OFF! - Live At Generation Records


























RECORDED

October 22, 2010
Generation Records, New York City, NY

RELEASED

April 16, 2011
Vice Records

PERSONNEL

Dimitri Coats - Guitar
Keith Morris - Vocals
Mario Rubalcaba - Drums
Steven McDonald - Bass

Alex DeTurk - Mastering [Vinyl Cut]
Dave Gardner - Mastering
David Stroller - Recording
Steven McDonald - Mixing

TRACK LISTING

01 Poison City (Dimitri Coats / Keith Morris)
02 Now I'm Pissed (Carlo Nuccio / Dimitri Coats / Keith Morris)
03 Crawl (Dimitri Coats / Keith Morris)
04 Rat Trap (Dimitri Coats / Keith Morris)

REVIEW

With their debut release, The First Four EPs, OFF! seemed to be reaching as far forward as they were backward. Although their tunes paid homage to hardcore's nascent stage, their music was far from mere nostalgia. Instead of just thinking about "the good ol' days", The First Four EPs seemed to suggest that music had once again become bloated and indulgent, and OFF! was here to prove that you didn't need anything more than a few instruments and a tape recorder to cut monstrous bangers. 

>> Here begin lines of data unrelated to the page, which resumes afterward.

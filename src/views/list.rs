use crate::api::ApiClient;
use crate::app::Route;
use crate::dto::{Incident, Severity, Status};
use crate::format::locale_date;
use crate::state::{filter_by_title, page_numbers, ListQuery, RequestSequence, StatusFilter};
use leptos::*;
use wasm_bindgen_futures::spawn_local;
use web_sys::AbortController;

#[component]
pub fn IncidentList() -> impl IntoView {
    let api = expect_context::<ApiClient>();
    let route = expect_context::<RwSignal<Route>>();

    let query = create_rw_signal(ListQuery::default());
    let search = create_rw_signal(String::new());

    let incidents = create_rw_signal(Vec::<Incident>::new());
    let total_pages = create_rw_signal(1u32);
    let loading = create_rw_signal(false);
    let error = create_rw_signal(None::<String>);

    let sequence = RequestSequence::default();
    let controller = store_value(None::<AbortController>);

    let abort_in_flight = move || {
        controller.update_value(|slot| {
            if let Some(ctl) = slot.take() {
                ctl.abort();
            }
        });
    };

    // Refetch whenever the query or the search term changes. The previous
    // request is aborted and its ticket superseded, so the only response ever
    // applied is the one for the latest state.
    {
        let api = api.clone();
        let sequence = sequence.clone();
        create_effect(move |_| {
            let q = query.get();
            let needle = search.get();

            abort_in_flight();
            let ticket = sequence.begin();
            let ctl = AbortController::new().ok();
            let signal = ctl.as_ref().map(|c| c.signal());
            controller.set_value(ctl);

            loading.set(true);
            error.set(None);

            let api = api.clone();
            spawn_local(async move {
                let result = api.list_incidents(&q, signal.as_ref()).await;
                if !ticket.is_current() {
                    return;
                }
                match result {
                    Ok(page) => {
                        // Search narrows the current page only; it is not
                        // part of the server query.
                        incidents.set(filter_by_title(&page.data, &needle));
                        total_pages.set(page.total_pages.max(1));
                        error.set(None);
                        loading.set(false);
                    }
                    Err(e) if e.is_cancelled() => {}
                    Err(e) => {
                        error.set(Some(e.to_string()));
                        loading.set(false);
                    }
                }
            });
        });
    }

    on_cleanup(move || {
        sequence.invalidate();
        abort_in_flight();
    });

    view! {
      <div class="page list-page">
        <h1>"Incident List"</h1>
        <div class="card">
          <div class="card-header">
            <h2>"Incident Tracker"</h2>
            <button on:click=move |_| route.set(Route::Create)>"New Incident"</button>
          </div>

          <div class="filters">
            <div class="severity-filter">
              <span>"Severity"</span>
              <For
                each=move || Severity::ALL
                key=|sev| *sev
                children=move |sev| view! {
                  <label>
                    <input
                      type="checkbox"
                      prop:checked=move || query.with(|q| q.has_severity(sev))
                      on:change=move |_| query.update(|q| q.toggle_severity(sev))
                    />
                    <span>{sev.as_str()}</span>
                  </label>
                }
              />
            </div>
            <div class="row">
              <select
                prop:value=move || query.with(|q| q.status.value().to_string())
                on:change=move |ev| {
                  query.update(|q| q.set_status(StatusFilter::from_value(&event_target_value(&ev))));
                }
              >
                <option value="all">"Status"</option>
                <For
                  each=move || Status::ALL
                  key=|st| *st
                  children=move |st| view! {
                    <option value=st.as_str()>{st.as_str()}</option>
                  }
                />
              </select>
              <input
                type="text"
                placeholder="Search..."
                prop:value=move || search.get()
                on:input=move |ev| search.set(event_target_value(&ev))
              />
              <button on:click=move |_| query.update(|q| q.set_page(1))>"Filter"</button>
            </div>
          </div>

          <Show when=move || error.get().is_some() fallback=|| ()>
            <div class="error">{move || error.get().unwrap_or_default()}</div>
          </Show>
          <Show when=move || loading.get() fallback=|| ()>
            <div class="loading">"Loading incidents..."</div>
          </Show>

          <table>
            <thead>
              <tr>
                <th>"Title"</th>
                <th>"Severity"</th>
                <th>"Status"</th>
                <th>"Created At"</th>
                <th>"Owner"</th>
              </tr>
            </thead>
            <tbody>
              <For
                each=move || incidents.get()
                key=|inc| inc.id.clone()
                children=move |inc| {
                  let id = inc.id.clone();
                  let created = inc.created_at.as_deref().map(locale_date).unwrap_or_default();
                  let owner = inc.owner.clone().unwrap_or_default();
                  view! {
                    <tr>
                      <td>
                        <button class="link" on:click=move |_| route.set(Route::Detail(id.clone()))>
                          {inc.title.clone()}
                        </button>
                      </td>
                      <td>{inc.severity.as_str()}</td>
                      <td><span class="status">{inc.status.as_str()}</span></td>
                      <td>{created}</td>
                      <td>{owner}</td>
                    </tr>
                  }
                }
              />
            </tbody>
          </table>

          <div class="pagination">
            <span>
              {move || format!("Page {} of {}", query.with(|q| q.page), total_pages.get())}
            </span>
            <button on:click=move |_| query.update(|q| q.set_page(1))>"<<"</button>
            <For
              each=move || page_numbers(total_pages.get())
              key=|page| *page
              children=move |page| view! {
                <button
                  class:active=move || query.with(|q| q.page == page)
                  on:click=move |_| query.update(|q| q.set_page(page))
                >
                  {page}
                </button>
              }
            />
            <button on:click=move |_| {
              let last = total_pages.get_untracked();
              query.update(|q| q.set_page((q.page + 1).min(last.max(1))));
            }>"Next"</button>
          </div>
        </div>
      </div>
    }
}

To further their back-to-the-basics approach, OFF! played a number of record store shows, including Amoeba and Generation Records. Live at Generation Records, a release for Record Store Day 2011, is a snapshot of the band in their early (but fully-formed) stage. 

Tearing through four songs in rapid succession, the band makes it clear that their first album was, for all intents and purposes, a live album without an audience. The songs here don't deviate too much from their studio counterparts, except that they are a little fiercer and a little faster. But, coming off a record that was only about 16 minutes long and prominently featured Keith Morris' barking and Dimitri Coats' slashing, the difference is for fanboys to savor*. However, "Poison City" does feature a new ending where the band breaks down into a mess of squeals and clangs instead of its previous break-slam stop-something of a Greg Ginn trademark. 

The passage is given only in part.